> If one always store fax numbers in the third element of the Phones
> collection, one could find all rows that contain a particular fax
> number
> like this:
>
> SELECT LastName FROM Contacts WHERE Phones(3) = "2064814442"

SELECT LastName FROM Contacts WHERE Phones LIKE ':%::%::phonenumber:%';

No, that would find phone number in the third, fourth, fifth etc element as well..


(Regexps? ;-) )

> One can query data in a collection or structure-valued column just as
> one can query data in a conventional table. To the query interface, a
> collection of structures should appears as a logical table with its
> parent table name automatically prefixed.
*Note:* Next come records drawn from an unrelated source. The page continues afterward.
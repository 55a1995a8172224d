//! Expression simplification
//!
//! Flattens nested sums and products, folds constants exactly, collects like
//! terms, combines same-base powers, and keeps operands in a canonical order
//! so that structural equality doubles as equality of canonical forms.

use crate::core::Expression;

mod addition;
mod helpers;
mod multiplication;
mod power;

pub(crate) use addition::simplify_addition;
pub(crate) use multiplication::simplify_multiplication;
pub(crate) use power::simplify_power;

/// Trait for simplifying expressions
pub trait Simplify {
    fn simplify(&self) -> Self;
}

impl Simplify for Expression {
    fn simplify(&self) -> Self {
        match self {
            Expression::Number(_) | Expression::Symbol(_) | Expression::RecCall(_) => self.clone(),
            Expression::Add(terms) => simplify_addition(terms),
            Expression::Mul(factors) => simplify_multiplication(factors),
            Expression::Pow(base, exponent) => simplify_power(base, exponent),
        }
    }
}

#[cfg(test)]
mod tests {
    use super::*;

    #[test]
    fn test_simplify_is_idempotent() {
        let expr = Expression::add(vec![
            Expression::mul(vec![Expression::integer(2), Expression::n()]),
            Expression::mul(vec![Expression::integer(3), Expression::n()]),
            Expression::integer(4),
            Expression::integer(-4),
        ]);
        let once = expr.simplify();
        let twice = once.simplify();
        assert_eq!(once, twice);
        assert_eq!(
            once,
            Expression::mul(vec![Expression::integer(5), Expression::n()])
        );
    }

    #[test]
    fn test_cancellation_to_zero() {
        let expr = Expression::add(vec![
            Expression::n(),
            Expression::mul(vec![Expression::integer(-1), Expression::n()]),
        ]);
        assert!(expr.simplify().is_zero());
    }

    #[test]
    fn test_radical_product_collapses() {
        // 5^(1/2) * 5^(1/2) -> 5
        let root = Expression::pow(Expression::integer(5), Expression::ratio(1, 2));
        let expr = Expression::mul(vec![root.clone(), root]);
        assert_eq!(expr.simplify(), Expression::integer(5));
    }
}
//! Tokenizer for the input expression language

use crate::error::{SolveError, SolveResult};
use num_bigint::BigInt;
use num_rational::BigRational;
use num_traits::pow::Pow;

/// Token of the recurrence expression grammar
#[derive(Debug, Clone, PartialEq)]
pub enum Token {
    /// Integer or decimal literal, held exactly
    Number(BigRational),
    /// Identifier; the grammar only admits `s` and `n`
    Ident(String),
    Plus,
    Minus,
    Star,
    Slash,
    Caret,
    LParen,
    RParen,
}

/// Tokenize an expression; whitespace is insignificant
///
/// Decimal literals are converted to exact rationals (`0.5` becomes `1/2`).
pub fn tokenize(input: &str) -> SolveResult<Vec<Token>> {
    let mut tokens = Vec::new();
    let chars: Vec<char> = input.chars().collect();
    let mut pos = 0;

    while pos < chars.len() {
        let c = chars[pos];
        match c {
            ' ' | '\t' | '\r' | '\n' => pos += 1,
            '+' => {
                tokens.push(Token::Plus);
                pos += 1;
            }
            '-' => {
                tokens.push(Token::Minus);
                pos += 1;
            }
            '*' => {
                tokens.push(Token::Star);
                pos += 1;
            }
            '/' => {
                tokens.push(Token::Slash);
                pos += 1;
            }
            '^' => {
                tokens.push(Token::Caret);
                pos += 1;
            }
            '(' => {
                tokens.push(Token::LParen);
                pos += 1;
            }
            ')' => {
                tokens.push(Token::RParen);
                pos += 1;
            }
            '0'..='9' => {
                let start = pos;
                while pos < chars.len() && chars[pos].is_ascii_digit() {
                    pos += 1;
                }
                let mut fraction_digits = 0u32;
                if pos < chars.len() && chars[pos] == '.' {
                    pos += 1;
                    let fraction_start = pos;
                    while pos < chars.len() && chars[pos].is_ascii_digit() {
                        pos += 1;
                    }
                    fraction_digits = (pos - fraction_start) as u32;
                    if fraction_digits == 0 {
                        return Err(SolveError::ParseConstraintViolated {
                            construct: format!(
                                "malformed decimal literal near \"{}\"",
                                chars[start..pos].iter().collect::<String>()
                            ),
                        });
                    }
                }
                let digits: String = chars[start..pos]
                    .iter()
                    .filter(|c| **c != '.')
                    .collect();
                let numerator: BigInt = digits.parse().map_err(|_| {
                    SolveError::ParseConstraintViolated {
                        construct: format!("unreadable number literal \"{}\"", digits),
                    }
                })?;
                let denominator = BigInt::from(10).pow(fraction_digits);
                tokens.push(Token::Number(BigRational::new(numerator, denominator)));
            }
            c if c.is_ascii_alphabetic() => {
                let start = pos;
                while pos < chars.len() && chars[pos].is_ascii_alphanumeric() {
                    pos += 1;
                }
                tokens.push(Token::Ident(chars[start..pos].iter().collect()));
            }
            other => {
                return Err(SolveError::ParseConstraintViolated {
                    construct: format!("unexpected character '{}'", other),
                });
            }
        }
    }

    Ok(tokens)
}
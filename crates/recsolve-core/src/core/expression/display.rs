//! Display implementation for Expression
//!
//! Renders the surface syntax used by the output files: `*` for products,
//! `^` for powers, rational exponents parenthesized (so square roots appear
//! as `(E)^(1/2)`), and negative-leading terms folded into `-` signs.

use super::Expression;
use crate::core::Number;
use std::fmt;

const PREC_ADD: u8 = 1;
const PREC_MUL: u8 = 2;
const PREC_POW: u8 = 3;
const PREC_ATOM: u8 = 4;

fn precedence(expr: &Expression) -> u8 {
    match expr {
        Expression::Number(Number::Integer(i)) if *i >= 0 => PREC_ATOM,
        // Negative literals and rationals read as compound terms
        Expression::Number(_) => PREC_ADD,
        Expression::Symbol(_) | Expression::RecCall(_) => PREC_ATOM,
        Expression::Add(_) => PREC_ADD,
        Expression::Mul(_) => PREC_MUL,
        Expression::Pow(_, _) => PREC_POW,
    }
}

/// Whether a term renders with a leading minus sign
fn has_negative_lead(expr: &Expression) -> bool {
    match expr {
        Expression::Number(num) => num.is_negative(),
        Expression::Mul(factors) => factors
            .first()
            .is_some_and(|first| matches!(first, Expression::Number(num) if num.is_negative())),
        _ => false,
    }
}

/// Strip the leading minus from a term known to satisfy [`has_negative_lead`]
fn negated(expr: &Expression) -> Expression {
    match expr {
        Expression::Number(num) => Expression::Number(-num),
        Expression::Mul(factors) => {
            let mut rest = factors.as_ref().clone();
            let first = match rest.first() {
                Some(Expression::Number(num)) => -num,
                _ => return Expression::neg(expr.clone()),
            };
            if first.is_one() && rest.len() > 1 {
                rest.remove(0);
                if rest.len() == 1 {
                    rest.into_iter().next().expect("one factor remains")
                } else {
                    Expression::mul(rest)
                }
            } else {
                rest[0] = Expression::Number(first);
                Expression::mul(rest)
            }
        }
        _ => Expression::neg(expr.clone()),
    }
}

fn fmt_prec(expr: &Expression, f: &mut fmt::Formatter, min_prec: u8) -> fmt::Result {
    let needs_parens = precedence(expr) < min_prec;
    if needs_parens {
        write!(f, "(")?;
    }
    match expr {
        Expression::Number(num) => write!(f, "{}", num)?,
        Expression::Symbol(sym) => write!(f, "{}", sym)?,
        Expression::RecCall(0) => write!(f, "s(n)")?,
        Expression::RecCall(offset) => write!(f, "s(n-{})", offset)?,
        Expression::Add(terms) => {
            if terms.is_empty() {
                write!(f, "0")?;
            } else {
                fmt_prec(&terms[0], f, PREC_ADD)?;
                for term in &terms[1..] {
                    if has_negative_lead(term) {
                        write!(f, "-")?;
                        fmt_prec(&negated(term), f, PREC_ADD + 1)?;
                    } else {
                        write!(f, "+")?;
                        fmt_prec(term, f, PREC_ADD + 1)?;
                    }
                }
            }
        }
        Expression::Mul(factors) => {
            if factors.is_empty() {
                write!(f, "1")?;
            } else {
                // A leading numeric factor carries its sign without
                // parentheses; rationals keep them so `1/2*x` never appears
                match &factors[0] {
                    Expression::Number(num @ Number::Rational(_)) => write!(f, "({})", num)?,
                    Expression::Number(num) => write!(f, "{}", num)?,
                    first => fmt_prec(first, f, PREC_MUL)?,
                }
                for factor in &factors[1..] {
                    write!(f, "*")?;
                    fmt_prec(factor, f, PREC_MUL)?;
                }
            }
        }
        Expression::Pow(base, exponent) => {
            fmt_prec(base, f, PREC_ATOM)?;
            write!(f, "^")?;
            fmt_prec(exponent, f, PREC_ATOM)?;
        }
    }
    if needs_parens {
        write!(f, ")")?;
    }
    Ok(())
}

impl fmt::Display for Expression {
    fn fmt(&self, f: &mut fmt::Formatter) -> fmt::Result {
        fmt_prec(self, f, 0)
    }
}

#[cfg(test)]
mod tests {
    use super::*;

    #[test]
    fn test_sum_with_negative_coefficient() {
        let expr = Expression::add(vec![
            Expression::integer(6),
            Expression::mul(vec![Expression::integer(-2), Expression::n()]),
        ]);
        assert_eq!(expr.to_string(), "6-2*n");
    }

    #[test]
    fn test_product_with_sum_factor() {
        let expr = Expression::mul(vec![
            Expression::add(vec![
                Expression::integer(6),
                Expression::mul(vec![Expression::integer(-2), Expression::n()]),
            ]),
            Expression::pow(Expression::integer(2), Expression::n()),
        ]);
        assert_eq!(expr.to_string(), "(6-2*n)*2^n");
    }

    #[test]
    fn test_square_root_rendering() {
        let expr = Expression::pow(Expression::integer(5), Expression::ratio(1, 2));
        assert_eq!(expr.to_string(), "5^(1/2)");
    }

    #[test]
    fn test_rational_base_parenthesized() {
        let expr = Expression::pow(Expression::ratio(1, 2), Expression::n());
        assert_eq!(expr.to_string(), "(1/2)^n");
    }

    #[test]
    fn test_negative_base_parenthesized() {
        let expr = Expression::pow(Expression::integer(-3), Expression::n());
        assert_eq!(expr.to_string(), "(-3)^n");
    }

    #[test]
    fn test_leading_negative_product() {
        let expr = Expression::mul(vec![
            Expression::integer(-2),
            Expression::pow(Expression::integer(2), Expression::n()),
        ]);
        assert_eq!(expr.to_string(), "-2*2^n");
    }

    #[test]
    fn test_rec_call_rendering() {
        assert_eq!(Expression::rec_call(0).to_string(), "s(n)");
        assert_eq!(Expression::rec_call(2).to_string(), "s(n-2)");
    }
}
So, for instance, a query
> to find all LineItems in the Invoices table would look like this:
>
> SELECT PartNo, QtyOrdered, UnitPrice, QtyOnHand, EditDate
>                       FROM Invoices.LineItems

Why exactly do you think the JOIN operator is the wrong tool for this?
If you think this is easier to read, then consider creating VIEWs to
store intermediate queries.

That was my thought. SQL doesn't have collections (AFAIAA), and SQ **Lite** definitely shouldn't


You can do this by having a 'phone numbers' table with a contact ID column and join it to your contacts table linking on the contact ID. That's what we do with our systems here, and it works fine.